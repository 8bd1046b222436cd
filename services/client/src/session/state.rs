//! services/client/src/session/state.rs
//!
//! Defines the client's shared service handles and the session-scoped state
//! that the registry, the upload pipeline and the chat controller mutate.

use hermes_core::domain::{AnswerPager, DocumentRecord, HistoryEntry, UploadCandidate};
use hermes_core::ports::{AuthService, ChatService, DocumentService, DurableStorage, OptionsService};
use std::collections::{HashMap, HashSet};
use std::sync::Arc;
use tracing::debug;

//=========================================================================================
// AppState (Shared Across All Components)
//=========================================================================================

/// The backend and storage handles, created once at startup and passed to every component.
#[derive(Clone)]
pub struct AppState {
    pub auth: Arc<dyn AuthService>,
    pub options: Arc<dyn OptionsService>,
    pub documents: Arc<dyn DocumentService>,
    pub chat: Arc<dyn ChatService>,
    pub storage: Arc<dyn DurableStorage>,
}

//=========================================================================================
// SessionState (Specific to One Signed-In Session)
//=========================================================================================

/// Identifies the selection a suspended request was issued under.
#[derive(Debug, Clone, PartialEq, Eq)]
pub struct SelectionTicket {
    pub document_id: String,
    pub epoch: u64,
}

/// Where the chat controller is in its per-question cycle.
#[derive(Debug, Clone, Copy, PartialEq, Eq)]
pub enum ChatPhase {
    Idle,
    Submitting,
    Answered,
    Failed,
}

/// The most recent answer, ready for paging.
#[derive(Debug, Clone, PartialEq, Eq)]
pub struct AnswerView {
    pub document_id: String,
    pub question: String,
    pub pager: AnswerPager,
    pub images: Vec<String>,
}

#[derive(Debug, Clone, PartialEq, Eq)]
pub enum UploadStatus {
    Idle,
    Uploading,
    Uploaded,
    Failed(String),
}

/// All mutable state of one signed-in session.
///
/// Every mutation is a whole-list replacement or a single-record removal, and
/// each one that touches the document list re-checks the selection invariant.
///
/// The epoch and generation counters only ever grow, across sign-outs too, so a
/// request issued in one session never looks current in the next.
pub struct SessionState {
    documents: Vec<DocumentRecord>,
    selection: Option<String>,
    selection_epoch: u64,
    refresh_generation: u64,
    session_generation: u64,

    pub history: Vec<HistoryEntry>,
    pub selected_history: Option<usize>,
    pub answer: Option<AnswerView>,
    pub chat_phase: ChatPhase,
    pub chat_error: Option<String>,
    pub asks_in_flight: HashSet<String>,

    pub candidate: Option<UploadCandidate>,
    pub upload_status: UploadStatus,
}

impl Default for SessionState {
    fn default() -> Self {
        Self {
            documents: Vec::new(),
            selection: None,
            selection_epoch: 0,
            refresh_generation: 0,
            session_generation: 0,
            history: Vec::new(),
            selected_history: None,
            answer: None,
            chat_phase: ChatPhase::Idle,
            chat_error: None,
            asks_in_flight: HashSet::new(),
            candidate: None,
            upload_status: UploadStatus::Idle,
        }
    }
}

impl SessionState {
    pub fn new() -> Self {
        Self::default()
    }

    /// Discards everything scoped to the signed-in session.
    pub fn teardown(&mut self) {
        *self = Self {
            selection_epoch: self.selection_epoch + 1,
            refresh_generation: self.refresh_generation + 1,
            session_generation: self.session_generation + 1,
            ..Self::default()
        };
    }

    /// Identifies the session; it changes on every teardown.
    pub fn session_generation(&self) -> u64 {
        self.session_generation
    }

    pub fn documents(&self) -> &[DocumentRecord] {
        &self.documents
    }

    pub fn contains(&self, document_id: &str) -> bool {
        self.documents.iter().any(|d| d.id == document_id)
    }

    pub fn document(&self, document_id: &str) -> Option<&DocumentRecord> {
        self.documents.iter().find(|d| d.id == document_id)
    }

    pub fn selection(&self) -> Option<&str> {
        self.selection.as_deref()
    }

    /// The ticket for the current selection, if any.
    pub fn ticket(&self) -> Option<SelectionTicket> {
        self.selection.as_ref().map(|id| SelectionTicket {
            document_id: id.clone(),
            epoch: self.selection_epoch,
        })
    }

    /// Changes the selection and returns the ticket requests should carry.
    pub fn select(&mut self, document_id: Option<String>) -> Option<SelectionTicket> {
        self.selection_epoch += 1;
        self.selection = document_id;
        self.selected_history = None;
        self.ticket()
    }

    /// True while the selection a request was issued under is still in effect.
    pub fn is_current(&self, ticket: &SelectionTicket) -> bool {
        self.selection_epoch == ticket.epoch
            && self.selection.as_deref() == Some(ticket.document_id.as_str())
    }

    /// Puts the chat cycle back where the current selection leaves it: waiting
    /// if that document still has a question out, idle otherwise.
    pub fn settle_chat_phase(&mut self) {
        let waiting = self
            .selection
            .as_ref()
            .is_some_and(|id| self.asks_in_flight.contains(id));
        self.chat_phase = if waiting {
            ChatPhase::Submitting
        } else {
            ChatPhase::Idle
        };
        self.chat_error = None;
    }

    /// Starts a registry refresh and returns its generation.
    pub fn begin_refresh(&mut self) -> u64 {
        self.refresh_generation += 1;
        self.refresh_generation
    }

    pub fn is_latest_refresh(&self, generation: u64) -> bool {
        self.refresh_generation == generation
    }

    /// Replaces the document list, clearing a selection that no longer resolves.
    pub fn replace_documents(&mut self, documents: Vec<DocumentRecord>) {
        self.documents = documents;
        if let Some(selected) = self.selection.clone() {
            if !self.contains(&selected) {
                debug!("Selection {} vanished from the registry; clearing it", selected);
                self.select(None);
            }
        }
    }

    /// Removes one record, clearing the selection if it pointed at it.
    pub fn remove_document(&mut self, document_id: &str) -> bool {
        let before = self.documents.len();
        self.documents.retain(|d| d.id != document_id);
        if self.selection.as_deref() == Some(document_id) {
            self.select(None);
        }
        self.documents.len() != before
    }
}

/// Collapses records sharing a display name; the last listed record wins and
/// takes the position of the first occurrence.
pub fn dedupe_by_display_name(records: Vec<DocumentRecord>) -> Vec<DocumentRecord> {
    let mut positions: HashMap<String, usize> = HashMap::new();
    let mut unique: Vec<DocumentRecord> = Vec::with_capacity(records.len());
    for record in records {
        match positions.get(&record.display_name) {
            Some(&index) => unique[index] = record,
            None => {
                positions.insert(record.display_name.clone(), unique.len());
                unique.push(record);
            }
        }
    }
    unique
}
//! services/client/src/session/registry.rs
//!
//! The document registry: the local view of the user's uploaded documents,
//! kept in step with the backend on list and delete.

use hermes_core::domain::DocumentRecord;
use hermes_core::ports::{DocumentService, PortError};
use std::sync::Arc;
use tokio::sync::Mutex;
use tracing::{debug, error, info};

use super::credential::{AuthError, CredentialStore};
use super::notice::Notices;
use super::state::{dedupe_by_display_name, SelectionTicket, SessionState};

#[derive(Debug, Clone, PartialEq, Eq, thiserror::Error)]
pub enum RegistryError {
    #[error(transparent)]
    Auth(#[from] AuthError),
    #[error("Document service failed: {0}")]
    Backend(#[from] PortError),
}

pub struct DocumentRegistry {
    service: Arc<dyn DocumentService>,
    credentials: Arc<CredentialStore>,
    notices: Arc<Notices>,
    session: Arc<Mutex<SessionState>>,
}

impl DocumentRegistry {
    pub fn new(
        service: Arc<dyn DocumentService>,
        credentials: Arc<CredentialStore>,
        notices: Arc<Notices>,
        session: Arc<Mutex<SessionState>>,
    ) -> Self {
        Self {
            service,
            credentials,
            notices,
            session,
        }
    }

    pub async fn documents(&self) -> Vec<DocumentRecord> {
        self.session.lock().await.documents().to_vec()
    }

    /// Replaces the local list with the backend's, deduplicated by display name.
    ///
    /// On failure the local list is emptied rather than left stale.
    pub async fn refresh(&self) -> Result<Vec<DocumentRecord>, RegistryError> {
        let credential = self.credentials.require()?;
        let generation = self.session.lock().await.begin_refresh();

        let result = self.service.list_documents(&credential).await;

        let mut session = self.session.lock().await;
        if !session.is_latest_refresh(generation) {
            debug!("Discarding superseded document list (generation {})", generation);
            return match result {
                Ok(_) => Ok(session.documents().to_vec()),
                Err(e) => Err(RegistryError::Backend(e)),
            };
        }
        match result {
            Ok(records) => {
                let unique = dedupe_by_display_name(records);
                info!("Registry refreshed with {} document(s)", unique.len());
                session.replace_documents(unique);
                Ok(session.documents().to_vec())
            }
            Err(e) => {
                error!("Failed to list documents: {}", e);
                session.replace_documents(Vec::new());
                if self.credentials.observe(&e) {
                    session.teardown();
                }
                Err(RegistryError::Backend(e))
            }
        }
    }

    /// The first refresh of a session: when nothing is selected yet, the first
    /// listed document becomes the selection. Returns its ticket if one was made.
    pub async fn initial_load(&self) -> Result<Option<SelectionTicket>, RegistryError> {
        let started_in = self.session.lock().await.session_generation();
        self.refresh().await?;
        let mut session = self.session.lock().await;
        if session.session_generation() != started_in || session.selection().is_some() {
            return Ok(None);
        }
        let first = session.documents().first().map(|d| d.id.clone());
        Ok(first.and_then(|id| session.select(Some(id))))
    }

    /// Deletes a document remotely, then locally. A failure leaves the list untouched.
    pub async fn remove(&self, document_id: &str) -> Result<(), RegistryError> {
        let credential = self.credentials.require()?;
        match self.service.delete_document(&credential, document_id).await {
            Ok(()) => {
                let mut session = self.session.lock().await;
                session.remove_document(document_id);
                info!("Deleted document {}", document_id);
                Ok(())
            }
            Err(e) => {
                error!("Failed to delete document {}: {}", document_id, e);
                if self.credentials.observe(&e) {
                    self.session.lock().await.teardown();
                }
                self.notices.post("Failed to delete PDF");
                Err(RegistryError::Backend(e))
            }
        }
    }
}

--

Exercise details: Say how many lines in the records include the string "that", giving the figure by itself.

Your response: 4